**Exercise description**
Please return only the lines from the one holding "self.global_allocator.lock(), desc, &name)?;" through the one holding "let mut scratch_buffer", exactly as they appear in the records below, both ends included.

--- START ---

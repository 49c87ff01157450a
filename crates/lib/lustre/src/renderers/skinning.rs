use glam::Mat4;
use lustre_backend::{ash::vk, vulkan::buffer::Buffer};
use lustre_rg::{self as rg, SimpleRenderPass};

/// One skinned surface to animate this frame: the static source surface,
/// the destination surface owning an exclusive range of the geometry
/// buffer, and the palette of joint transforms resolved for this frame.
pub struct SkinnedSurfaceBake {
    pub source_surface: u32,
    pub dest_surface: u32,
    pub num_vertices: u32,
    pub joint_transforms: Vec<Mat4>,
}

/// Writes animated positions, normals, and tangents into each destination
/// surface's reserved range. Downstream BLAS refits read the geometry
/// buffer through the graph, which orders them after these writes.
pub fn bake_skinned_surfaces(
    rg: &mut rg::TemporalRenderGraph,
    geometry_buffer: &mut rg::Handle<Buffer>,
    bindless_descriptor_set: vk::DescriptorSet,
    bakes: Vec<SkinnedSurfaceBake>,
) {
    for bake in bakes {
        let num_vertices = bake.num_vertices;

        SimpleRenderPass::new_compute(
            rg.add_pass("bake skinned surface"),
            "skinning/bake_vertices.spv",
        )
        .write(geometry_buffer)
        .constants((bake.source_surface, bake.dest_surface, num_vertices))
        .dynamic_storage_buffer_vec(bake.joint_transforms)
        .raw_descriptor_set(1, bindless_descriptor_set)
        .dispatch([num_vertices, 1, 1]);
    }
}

--- END ---
--- START ---

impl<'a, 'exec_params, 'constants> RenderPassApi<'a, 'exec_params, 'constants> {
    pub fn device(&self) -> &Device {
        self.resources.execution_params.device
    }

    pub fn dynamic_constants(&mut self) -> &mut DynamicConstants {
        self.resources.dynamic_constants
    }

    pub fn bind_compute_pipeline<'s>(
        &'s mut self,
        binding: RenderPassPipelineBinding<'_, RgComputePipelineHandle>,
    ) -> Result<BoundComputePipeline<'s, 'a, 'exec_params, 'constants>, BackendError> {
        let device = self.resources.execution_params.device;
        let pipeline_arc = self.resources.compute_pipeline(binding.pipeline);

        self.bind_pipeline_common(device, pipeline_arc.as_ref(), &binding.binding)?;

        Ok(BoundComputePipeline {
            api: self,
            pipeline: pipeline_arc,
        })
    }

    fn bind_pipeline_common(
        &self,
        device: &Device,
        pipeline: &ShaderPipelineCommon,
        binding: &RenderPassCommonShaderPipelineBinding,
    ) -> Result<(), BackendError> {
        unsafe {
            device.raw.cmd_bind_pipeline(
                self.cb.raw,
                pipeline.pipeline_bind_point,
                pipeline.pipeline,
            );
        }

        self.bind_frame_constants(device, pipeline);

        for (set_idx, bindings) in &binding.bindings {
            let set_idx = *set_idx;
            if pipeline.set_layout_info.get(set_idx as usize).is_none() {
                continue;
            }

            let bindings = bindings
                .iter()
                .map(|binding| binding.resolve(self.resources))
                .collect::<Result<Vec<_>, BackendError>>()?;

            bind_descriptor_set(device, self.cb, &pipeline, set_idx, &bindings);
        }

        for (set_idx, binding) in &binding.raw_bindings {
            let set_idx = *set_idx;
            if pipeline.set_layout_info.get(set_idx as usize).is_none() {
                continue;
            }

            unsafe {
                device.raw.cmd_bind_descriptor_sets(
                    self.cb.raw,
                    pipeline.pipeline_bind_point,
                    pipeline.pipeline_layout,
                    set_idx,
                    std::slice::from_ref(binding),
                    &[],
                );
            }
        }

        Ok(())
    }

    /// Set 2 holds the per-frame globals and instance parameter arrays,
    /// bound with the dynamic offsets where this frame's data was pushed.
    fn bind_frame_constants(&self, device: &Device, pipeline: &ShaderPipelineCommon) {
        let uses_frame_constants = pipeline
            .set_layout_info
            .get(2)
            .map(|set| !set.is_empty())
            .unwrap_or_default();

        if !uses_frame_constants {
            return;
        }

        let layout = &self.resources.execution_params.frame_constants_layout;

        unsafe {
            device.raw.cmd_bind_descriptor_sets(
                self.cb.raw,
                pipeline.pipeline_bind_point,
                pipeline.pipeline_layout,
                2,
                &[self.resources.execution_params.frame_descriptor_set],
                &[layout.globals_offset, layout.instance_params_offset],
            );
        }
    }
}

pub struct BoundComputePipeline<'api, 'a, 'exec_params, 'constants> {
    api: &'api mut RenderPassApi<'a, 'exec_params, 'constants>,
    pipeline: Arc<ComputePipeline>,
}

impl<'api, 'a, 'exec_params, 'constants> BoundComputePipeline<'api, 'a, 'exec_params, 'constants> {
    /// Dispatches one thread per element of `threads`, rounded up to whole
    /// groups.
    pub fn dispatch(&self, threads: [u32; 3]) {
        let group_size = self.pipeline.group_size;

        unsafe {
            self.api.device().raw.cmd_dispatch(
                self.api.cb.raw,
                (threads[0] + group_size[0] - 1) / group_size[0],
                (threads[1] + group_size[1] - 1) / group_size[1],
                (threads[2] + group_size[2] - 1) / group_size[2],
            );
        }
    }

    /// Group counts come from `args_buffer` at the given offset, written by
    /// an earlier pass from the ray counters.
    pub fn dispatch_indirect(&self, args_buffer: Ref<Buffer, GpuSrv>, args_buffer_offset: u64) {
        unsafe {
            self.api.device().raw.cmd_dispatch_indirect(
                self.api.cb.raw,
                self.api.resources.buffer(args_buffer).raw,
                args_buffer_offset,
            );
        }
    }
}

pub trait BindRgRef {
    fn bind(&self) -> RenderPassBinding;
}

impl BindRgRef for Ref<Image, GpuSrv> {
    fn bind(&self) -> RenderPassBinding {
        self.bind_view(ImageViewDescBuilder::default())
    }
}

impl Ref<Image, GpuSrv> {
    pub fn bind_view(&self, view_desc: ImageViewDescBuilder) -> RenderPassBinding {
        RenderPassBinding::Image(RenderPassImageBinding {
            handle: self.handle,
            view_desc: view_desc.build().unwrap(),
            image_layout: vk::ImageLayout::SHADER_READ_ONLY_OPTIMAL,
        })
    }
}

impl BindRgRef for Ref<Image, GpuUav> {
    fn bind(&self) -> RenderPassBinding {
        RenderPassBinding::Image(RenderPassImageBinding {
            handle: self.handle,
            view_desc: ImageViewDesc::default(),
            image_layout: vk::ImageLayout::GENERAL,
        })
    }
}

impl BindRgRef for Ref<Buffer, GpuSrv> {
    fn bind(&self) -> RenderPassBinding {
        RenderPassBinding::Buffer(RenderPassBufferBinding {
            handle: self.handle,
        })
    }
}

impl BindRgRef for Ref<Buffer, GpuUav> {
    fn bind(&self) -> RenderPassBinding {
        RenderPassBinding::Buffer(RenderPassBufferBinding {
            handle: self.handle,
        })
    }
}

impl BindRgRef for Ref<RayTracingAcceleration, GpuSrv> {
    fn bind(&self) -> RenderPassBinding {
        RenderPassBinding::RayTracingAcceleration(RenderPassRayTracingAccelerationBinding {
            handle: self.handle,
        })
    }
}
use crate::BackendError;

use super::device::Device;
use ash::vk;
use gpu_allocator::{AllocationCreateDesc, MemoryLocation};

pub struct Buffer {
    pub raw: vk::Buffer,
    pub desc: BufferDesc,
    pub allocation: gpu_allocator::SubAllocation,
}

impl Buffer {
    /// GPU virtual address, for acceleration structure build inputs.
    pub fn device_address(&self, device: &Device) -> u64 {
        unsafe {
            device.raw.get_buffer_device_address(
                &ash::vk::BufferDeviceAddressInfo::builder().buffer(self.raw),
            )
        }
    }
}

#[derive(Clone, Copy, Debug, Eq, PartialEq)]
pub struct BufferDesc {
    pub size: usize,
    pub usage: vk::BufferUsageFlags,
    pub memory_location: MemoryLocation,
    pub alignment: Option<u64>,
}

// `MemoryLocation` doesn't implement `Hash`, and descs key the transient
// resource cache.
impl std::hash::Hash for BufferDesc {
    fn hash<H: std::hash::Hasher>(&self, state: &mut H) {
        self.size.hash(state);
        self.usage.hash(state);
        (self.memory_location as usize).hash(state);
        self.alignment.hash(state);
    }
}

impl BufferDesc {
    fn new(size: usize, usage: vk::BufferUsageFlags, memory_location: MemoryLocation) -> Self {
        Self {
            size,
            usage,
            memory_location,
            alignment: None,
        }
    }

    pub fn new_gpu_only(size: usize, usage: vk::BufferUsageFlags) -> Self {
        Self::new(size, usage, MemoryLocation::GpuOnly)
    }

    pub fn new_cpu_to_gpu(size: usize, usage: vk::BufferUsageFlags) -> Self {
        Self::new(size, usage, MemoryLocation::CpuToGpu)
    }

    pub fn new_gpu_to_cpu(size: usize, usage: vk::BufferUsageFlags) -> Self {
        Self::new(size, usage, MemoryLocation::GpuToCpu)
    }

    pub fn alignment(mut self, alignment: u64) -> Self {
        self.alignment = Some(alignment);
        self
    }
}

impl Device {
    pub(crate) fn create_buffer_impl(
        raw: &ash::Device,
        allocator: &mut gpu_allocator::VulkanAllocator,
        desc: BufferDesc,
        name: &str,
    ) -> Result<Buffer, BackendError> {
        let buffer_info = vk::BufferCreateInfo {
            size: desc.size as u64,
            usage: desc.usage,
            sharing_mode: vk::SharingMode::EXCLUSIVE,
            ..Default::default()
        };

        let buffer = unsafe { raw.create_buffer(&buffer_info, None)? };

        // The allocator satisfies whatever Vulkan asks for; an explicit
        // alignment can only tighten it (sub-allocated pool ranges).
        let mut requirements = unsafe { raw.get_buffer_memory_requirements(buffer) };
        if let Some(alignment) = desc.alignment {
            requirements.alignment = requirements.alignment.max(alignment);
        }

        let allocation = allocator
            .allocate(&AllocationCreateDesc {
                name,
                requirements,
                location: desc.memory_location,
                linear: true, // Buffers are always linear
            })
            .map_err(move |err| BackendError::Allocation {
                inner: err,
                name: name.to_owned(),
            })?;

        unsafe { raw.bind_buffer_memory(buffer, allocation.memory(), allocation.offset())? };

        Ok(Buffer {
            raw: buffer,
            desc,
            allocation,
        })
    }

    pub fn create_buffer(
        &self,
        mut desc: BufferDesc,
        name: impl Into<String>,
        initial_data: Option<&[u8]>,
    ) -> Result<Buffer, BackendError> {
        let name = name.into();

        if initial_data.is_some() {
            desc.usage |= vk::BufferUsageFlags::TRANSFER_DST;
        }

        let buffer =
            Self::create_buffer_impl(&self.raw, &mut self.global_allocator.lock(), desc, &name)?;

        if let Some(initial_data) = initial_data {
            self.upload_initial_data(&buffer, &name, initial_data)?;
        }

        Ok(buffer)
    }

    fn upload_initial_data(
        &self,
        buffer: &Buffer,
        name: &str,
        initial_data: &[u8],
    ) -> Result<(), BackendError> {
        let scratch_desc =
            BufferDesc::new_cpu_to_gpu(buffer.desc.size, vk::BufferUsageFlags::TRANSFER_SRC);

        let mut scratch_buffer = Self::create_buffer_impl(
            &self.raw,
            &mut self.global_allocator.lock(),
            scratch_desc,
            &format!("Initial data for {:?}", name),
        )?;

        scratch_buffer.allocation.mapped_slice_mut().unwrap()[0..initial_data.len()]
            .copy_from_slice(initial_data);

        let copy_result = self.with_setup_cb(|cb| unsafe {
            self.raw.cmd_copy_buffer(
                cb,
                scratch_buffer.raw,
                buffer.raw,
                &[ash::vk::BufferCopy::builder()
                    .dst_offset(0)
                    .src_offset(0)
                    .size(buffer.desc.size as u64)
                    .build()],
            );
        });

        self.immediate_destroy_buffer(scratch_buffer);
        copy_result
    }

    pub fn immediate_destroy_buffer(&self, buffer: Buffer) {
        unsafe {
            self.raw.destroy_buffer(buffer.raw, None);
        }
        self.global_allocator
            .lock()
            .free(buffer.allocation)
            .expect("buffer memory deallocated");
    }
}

--- END ---
--- START ---

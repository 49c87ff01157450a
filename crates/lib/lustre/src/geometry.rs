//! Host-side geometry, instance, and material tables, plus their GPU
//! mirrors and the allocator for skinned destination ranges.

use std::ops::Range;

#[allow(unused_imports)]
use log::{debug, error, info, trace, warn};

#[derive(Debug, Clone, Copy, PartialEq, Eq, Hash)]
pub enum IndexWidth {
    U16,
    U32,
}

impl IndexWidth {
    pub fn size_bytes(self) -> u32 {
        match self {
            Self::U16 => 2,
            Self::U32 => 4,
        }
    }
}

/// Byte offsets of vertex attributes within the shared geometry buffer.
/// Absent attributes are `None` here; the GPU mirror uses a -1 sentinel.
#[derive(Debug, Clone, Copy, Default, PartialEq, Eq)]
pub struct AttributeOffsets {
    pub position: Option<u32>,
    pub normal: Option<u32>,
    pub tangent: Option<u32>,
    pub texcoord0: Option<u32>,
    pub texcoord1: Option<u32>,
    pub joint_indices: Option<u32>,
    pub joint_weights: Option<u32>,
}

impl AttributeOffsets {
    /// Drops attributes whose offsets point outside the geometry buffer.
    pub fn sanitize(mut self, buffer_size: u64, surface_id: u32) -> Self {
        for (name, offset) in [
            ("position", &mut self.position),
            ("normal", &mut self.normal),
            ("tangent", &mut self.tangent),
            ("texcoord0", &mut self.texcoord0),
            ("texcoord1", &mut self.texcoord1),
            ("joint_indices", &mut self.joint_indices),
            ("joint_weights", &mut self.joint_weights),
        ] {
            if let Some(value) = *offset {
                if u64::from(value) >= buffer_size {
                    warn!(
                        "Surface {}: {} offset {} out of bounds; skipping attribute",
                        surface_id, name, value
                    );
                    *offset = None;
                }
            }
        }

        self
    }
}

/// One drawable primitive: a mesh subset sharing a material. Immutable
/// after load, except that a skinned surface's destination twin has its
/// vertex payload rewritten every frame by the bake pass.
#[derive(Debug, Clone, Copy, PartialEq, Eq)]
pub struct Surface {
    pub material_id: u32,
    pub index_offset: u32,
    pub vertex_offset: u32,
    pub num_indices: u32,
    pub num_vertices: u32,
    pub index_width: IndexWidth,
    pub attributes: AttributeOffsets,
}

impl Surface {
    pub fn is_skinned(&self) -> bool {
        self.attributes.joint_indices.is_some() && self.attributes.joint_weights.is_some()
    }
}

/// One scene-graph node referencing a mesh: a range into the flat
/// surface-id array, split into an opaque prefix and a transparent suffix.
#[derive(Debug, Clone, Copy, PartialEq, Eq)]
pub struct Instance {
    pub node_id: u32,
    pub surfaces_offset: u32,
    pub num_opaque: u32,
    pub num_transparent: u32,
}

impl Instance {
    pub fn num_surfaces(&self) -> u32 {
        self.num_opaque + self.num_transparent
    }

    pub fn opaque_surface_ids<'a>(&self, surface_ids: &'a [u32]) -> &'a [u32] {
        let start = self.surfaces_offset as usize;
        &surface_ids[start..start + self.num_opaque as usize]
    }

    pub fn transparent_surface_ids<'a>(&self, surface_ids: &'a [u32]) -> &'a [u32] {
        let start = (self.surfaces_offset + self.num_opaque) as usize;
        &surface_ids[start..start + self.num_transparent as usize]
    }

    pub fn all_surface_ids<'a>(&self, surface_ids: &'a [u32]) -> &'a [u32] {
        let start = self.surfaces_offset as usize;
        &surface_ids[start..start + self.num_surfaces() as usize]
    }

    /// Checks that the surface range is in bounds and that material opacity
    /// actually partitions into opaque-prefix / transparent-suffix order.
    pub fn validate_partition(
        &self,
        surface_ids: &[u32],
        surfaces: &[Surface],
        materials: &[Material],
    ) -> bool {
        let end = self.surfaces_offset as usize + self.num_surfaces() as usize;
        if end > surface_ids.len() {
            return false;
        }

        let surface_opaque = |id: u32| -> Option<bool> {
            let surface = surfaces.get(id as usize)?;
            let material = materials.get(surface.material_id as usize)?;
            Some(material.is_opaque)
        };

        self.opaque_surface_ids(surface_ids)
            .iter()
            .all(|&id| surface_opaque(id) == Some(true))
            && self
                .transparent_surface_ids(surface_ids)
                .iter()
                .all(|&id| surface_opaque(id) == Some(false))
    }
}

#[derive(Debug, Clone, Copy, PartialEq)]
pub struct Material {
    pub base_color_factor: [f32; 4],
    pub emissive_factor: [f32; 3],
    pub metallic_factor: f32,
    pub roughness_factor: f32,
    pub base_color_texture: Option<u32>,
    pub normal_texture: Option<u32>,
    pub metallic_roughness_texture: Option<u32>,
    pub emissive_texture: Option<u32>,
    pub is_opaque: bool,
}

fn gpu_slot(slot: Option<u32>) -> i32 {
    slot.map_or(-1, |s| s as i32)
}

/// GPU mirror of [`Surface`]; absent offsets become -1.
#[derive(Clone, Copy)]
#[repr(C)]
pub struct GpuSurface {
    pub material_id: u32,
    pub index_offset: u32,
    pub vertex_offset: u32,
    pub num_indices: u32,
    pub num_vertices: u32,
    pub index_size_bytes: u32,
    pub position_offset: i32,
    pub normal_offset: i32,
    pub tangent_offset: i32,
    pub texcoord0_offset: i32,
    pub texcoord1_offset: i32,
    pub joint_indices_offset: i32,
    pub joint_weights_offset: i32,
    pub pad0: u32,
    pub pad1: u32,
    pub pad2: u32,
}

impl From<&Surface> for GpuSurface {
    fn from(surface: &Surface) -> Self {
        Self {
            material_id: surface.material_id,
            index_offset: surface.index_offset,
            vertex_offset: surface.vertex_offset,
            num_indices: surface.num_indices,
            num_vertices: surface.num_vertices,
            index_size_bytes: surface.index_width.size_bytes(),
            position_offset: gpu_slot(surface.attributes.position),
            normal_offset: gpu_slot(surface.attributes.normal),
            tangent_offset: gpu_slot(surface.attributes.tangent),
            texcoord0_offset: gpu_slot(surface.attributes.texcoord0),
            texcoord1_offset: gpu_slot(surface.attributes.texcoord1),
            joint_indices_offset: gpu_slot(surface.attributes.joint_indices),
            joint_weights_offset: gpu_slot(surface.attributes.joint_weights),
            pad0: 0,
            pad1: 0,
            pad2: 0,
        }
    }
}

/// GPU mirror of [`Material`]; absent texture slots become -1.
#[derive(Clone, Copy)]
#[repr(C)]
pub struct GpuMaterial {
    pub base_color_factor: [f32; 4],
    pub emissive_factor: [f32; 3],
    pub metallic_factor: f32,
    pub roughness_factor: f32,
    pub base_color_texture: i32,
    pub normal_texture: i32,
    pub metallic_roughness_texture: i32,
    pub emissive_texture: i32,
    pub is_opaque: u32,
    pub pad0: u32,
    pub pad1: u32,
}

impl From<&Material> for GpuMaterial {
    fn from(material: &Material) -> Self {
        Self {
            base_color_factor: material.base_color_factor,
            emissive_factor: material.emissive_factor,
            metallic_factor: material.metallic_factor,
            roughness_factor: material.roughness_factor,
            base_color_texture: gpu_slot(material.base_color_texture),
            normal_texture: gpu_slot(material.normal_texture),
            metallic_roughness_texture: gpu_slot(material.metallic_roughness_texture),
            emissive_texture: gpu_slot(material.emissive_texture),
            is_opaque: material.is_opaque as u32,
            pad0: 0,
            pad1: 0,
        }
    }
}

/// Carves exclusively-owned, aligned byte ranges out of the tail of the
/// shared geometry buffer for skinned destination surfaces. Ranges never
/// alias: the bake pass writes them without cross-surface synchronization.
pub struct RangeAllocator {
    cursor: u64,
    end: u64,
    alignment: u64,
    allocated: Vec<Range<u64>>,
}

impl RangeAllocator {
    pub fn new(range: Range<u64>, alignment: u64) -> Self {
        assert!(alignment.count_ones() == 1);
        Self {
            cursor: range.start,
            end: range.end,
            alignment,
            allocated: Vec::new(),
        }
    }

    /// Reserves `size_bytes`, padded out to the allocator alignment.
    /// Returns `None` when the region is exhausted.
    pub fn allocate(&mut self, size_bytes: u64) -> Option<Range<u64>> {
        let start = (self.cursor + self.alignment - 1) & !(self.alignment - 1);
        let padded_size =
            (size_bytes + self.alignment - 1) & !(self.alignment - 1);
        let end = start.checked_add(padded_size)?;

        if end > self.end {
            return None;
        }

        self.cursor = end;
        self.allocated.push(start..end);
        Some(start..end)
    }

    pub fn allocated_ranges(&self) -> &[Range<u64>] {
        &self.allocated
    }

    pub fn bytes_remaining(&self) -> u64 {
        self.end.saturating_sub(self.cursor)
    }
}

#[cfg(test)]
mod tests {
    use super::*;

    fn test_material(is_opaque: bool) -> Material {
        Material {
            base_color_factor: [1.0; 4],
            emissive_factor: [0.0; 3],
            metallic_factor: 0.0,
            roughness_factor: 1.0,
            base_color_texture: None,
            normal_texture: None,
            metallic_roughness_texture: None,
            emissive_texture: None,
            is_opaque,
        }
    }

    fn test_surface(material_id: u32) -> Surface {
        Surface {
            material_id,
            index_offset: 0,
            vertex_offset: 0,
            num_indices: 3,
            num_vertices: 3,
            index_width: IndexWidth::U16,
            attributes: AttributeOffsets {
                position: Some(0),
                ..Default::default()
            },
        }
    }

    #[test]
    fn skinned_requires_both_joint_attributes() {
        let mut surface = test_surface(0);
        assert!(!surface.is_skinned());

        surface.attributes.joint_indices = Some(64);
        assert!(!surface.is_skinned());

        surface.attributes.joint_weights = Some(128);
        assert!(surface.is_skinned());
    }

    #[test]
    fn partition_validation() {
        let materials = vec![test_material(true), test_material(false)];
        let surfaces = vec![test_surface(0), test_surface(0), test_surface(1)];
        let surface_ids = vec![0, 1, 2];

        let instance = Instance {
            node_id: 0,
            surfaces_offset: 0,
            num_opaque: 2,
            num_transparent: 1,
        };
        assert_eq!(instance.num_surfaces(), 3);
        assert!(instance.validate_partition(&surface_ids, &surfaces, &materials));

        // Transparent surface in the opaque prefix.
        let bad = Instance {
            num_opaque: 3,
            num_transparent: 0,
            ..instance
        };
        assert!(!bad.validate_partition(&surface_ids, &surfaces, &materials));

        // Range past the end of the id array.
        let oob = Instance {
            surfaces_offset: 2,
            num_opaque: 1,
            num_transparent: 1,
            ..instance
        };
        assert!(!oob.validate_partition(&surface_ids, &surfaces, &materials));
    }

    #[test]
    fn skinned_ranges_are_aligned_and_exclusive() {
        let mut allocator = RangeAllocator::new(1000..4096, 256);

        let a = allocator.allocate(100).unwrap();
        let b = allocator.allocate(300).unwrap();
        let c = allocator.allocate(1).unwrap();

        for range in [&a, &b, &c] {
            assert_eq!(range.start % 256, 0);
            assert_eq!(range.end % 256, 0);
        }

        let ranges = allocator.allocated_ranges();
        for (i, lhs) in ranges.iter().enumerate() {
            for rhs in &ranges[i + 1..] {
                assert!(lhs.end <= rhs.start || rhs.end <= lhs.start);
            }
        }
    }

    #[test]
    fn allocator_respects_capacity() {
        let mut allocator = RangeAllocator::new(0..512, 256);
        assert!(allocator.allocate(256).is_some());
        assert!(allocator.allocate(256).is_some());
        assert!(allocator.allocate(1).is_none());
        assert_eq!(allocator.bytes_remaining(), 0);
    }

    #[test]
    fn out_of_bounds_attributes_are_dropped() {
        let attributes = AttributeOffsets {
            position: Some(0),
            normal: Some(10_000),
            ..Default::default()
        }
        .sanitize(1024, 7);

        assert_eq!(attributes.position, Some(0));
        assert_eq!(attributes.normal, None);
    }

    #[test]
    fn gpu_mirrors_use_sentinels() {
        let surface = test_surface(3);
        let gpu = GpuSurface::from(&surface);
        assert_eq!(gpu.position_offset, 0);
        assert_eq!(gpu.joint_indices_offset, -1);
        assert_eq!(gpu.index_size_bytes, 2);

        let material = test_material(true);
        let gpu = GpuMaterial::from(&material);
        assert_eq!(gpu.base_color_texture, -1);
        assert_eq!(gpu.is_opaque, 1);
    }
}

--- END ---

**Response area**
            Self::create_buffer_impl(&self.raw, &mut self.global_allocator.lock(), desc, &name)?;

        if let Some(initial_data) = initial_data {
            self.upload_initial_data(&buffer, &name, initial_data)?;
        }

        Ok(buffer)
    }

    fn upload_initial_data(
        &self,
        buffer: &Buffer,
        name: &str,
        initial_data: &[u8],
    ) -> Result<(), BackendError> {
        let scratch_desc =
            BufferDesc::new_cpu_to_gpu(buffer.desc.size, vk::BufferUsageFlags::TRANSFER_SRC);

        let mut scratch_buffer = Self::create_buffer_impl(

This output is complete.